Until January 1, 2008, all of the Company's salaried employees participated in the Sturm, Ruger & Company, Inc. Salaried Employees' Retirement Income Plan (the “Pension Plan”), a defined benefit pension plan, which generally provided annual pension benefits at age 65 in the form of a straight life annuity in an amount equal to: 1-1/3% of the participant's final average salary (highest 60-consecutive-month average annualized base pay during the last 120 months of employment) less 0.65% of the participant's Social Security covered compensation, multiplied by the participant's years of credited service up to a maximum of 25 years.

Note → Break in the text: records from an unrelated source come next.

fn byte_at(bytes: &[u8], idx: usize, what: &str) -> Result<u8> {
    bytes
        .get(idx)
        .copied()
        .ok_or_else(|| DriverError::Mapping(format!("truncated TLV {what}")))
}

fn decode_element(bytes: &[u8]) -> Result<(Json, usize)> {
    if bytes.is_empty() {
        return Err(DriverError::Mapping("empty TLV buffer".into()));
    }
    let control = bytes[0];
    let tag_control = control >> 5;
    let element_type = control & 0x1F;
    let tag_len = match tag_control {
        0 => 0,
        1 => 1,
        2 => 2,
        3 => 4,
        4 => 2,
        5 => 4,
        6 => 6,
        7 => 8,
        _ => return Err(DriverError::Mapping("invalid TLV tag control".into())),
    };
    let pos = 1 + tag_len;
    if bytes.len() < pos {
        return Err(DriverError::Mapping("truncated TLV tag".into()));
    }

    let rest = &bytes[pos..];
    match element_type {
        TYPE_INT8 => Ok((Json::from(byte_at(rest, 0, "int8 value")? as i8 as i64), pos + 1)),
        TYPE_UINT8 => Ok((Json::from(byte_at(rest, 0, "uint8 value")? as u64), pos + 1)),
        TYPE_INT16 => Ok((
            Json::from(i16::from_le_bytes(take(rest, 2, "int16 value")?.try_into().unwrap()) as i64),
            pos + 2,
        )),
        TYPE_UINT16 => Ok((
            Json::from(u16::from_le_bytes(take(rest, 2, "uint16 value")?.try_into().unwrap()) as u64),
            pos + 2,
        )),
        TYPE_INT32 => Ok((
            Json::from(i32::from_le_bytes(take(rest, 4, "int32 value")?.try_into().unwrap()) as i64),
            pos + 4,
        )),
        TYPE_UINT32 => Ok((
            Json::from(u32::from_le_bytes(take(rest, 4, "uint32 value")?.try_into().unwrap()) as u64),
            pos + 4,
        )),
        TYPE_INT64 => Ok((
            Json::from(i64::from_le_bytes(take(rest, 8, "int64 value")?.try_into().unwrap())),
            pos + 8,
        )),
        TYPE_UINT64 => Ok((
            Json::from(u64::from_le_bytes(take(rest, 8, "uint64 value")?.try_into().unwrap())),
            pos + 8,
        )),
        TYPE_BOOL_FALSE => Ok((Json::Bool(false), pos)),
        TYPE_BOOL_TRUE => Ok((Json::Bool(true), pos)),
        TYPE_FLOAT => Ok((
            Json::from(f32::from_le_bytes(take(rest, 4, "float value")?.try_into().unwrap()) as f64),
            pos + 4,
        )),
        TYPE_DOUBLE => Ok((
            Json::from(f64::from_le_bytes(take(rest, 8, "double value")?.try_into().unwrap())),
            pos + 8,
        )),
        TYPE_UTF8STR_1 | TYPE_OCTSTR_1 => {
            let len = byte_at(rest, 0, "string length")? as usize;
            let data = take(rest, 1 + len, "string data")?;
            let data = &data[1..];
            let v = if element_type == TYPE_UTF8STR_1 {
                Json::from(String::from_utf8_lossy(data).into_owned())
            } else {
                Json::from(data.iter().map(|b| Json::from(*b as u64)).collect::<Vec<_>>())
            };
            Ok((v, pos + 1 + len))
        }
        TYPE_UTF8STR_2 | TYPE_OCTSTR_2 => {
            let (len, width) = read_len(rest, 2)?;
            let data = take(rest, width + len, "string data")?;
            let data = &data[width..];
            let v = if element_type == TYPE_UTF8STR_2 {
                Json::from(String::from_utf8_lossy(data).into_owned())
            } else {
                Json::from(data.iter().map(|b| Json::from(*b as u64)).collect::<Vec<_>>())
            };
            Ok((v, pos + width + len))
        }
        TYPE_NULL => Ok((Json::Null, pos)),
        TYPE_STRUCT => decode_container(rest, pos, true),
        TYPE_ARRAY => decode_container(rest, pos, false),
        other => Err(DriverError::Mapping(format!(
            "unsupported TLV element type 0x{other:02x}"
        ))),
    }
}

fn decode_container(rest: &[u8], base_pos: usize, is_struct: bool) -> Result<(Json, usize)> {
    let mut offset = 0;
    let mut obj = serde_json::Map::new();
    let mut arr = Vec::new();
    let mut next_index: u8 = 0;

    loop {
        if offset >= rest.len() {
            return Err(DriverError::Mapping("unterminated TLV container".into()));
        }
        let control = rest[offset];
        if control == TYPE_END_OF_CONTAINER {
            offset += 1;
            break;
        }
        let tag_control = control >> 5;
        let ctx_tag = if tag_control == 1 {
            Some(byte_at(rest, offset + 1, "context tag")?)
        } else {
            None
        };
        let (value, consumed) = decode_element(&rest[offset..])?;
        offset += consumed;
        if is_struct {
            let key = ctx_tag.unwrap_or(next_index);
            obj.insert(key.to_string(), value);
            next_index = key + 1;
        } else {
            arr.push(value);
        }
    }

    let json = if is_struct {
        Json::Object(obj)
    } else {
        Json::Array(arr)
    };
    Ok((json, base_pos + offset))
}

The Company fully funded and terminated its hourly and salaried defined-benefit pension plans in accordance with Internal Revenue Service and Pension Benefit Guaranty Corporation requirements in the fourth quarter of 2014. Accordingly, the Named Executive Officers had their pension benefits either converted into a lump sum cash payment or an annuity contract placed with an insurance carrier. The Named Executive Officers will not receive any further benefit from the pension plans.
39
Stockholder Proposals and Director Nominations for 2017
To be considered for inclusion in the Proxy Statement distributed by the Company in connection with next year's Annual Meeting of Stockholders, stockholder proposals must be submitted in writing to the Company delivered or mailed by first class United States mail, postage prepaid, no earlier than January 4, 2017 (120 days prior to the first anniversary of this year’s Annual Meeting of Stockholders), and no later than February 3, 2017 (90 days prior to the first anniversary of this year’s Annual Meeting of Stockholders). Any stockholder proposal to be considered at next year's Annual Meeting of Stockholders, but not included in next year's Proxy Statement, must also be submitted in writing to the Company by February 10, 2017.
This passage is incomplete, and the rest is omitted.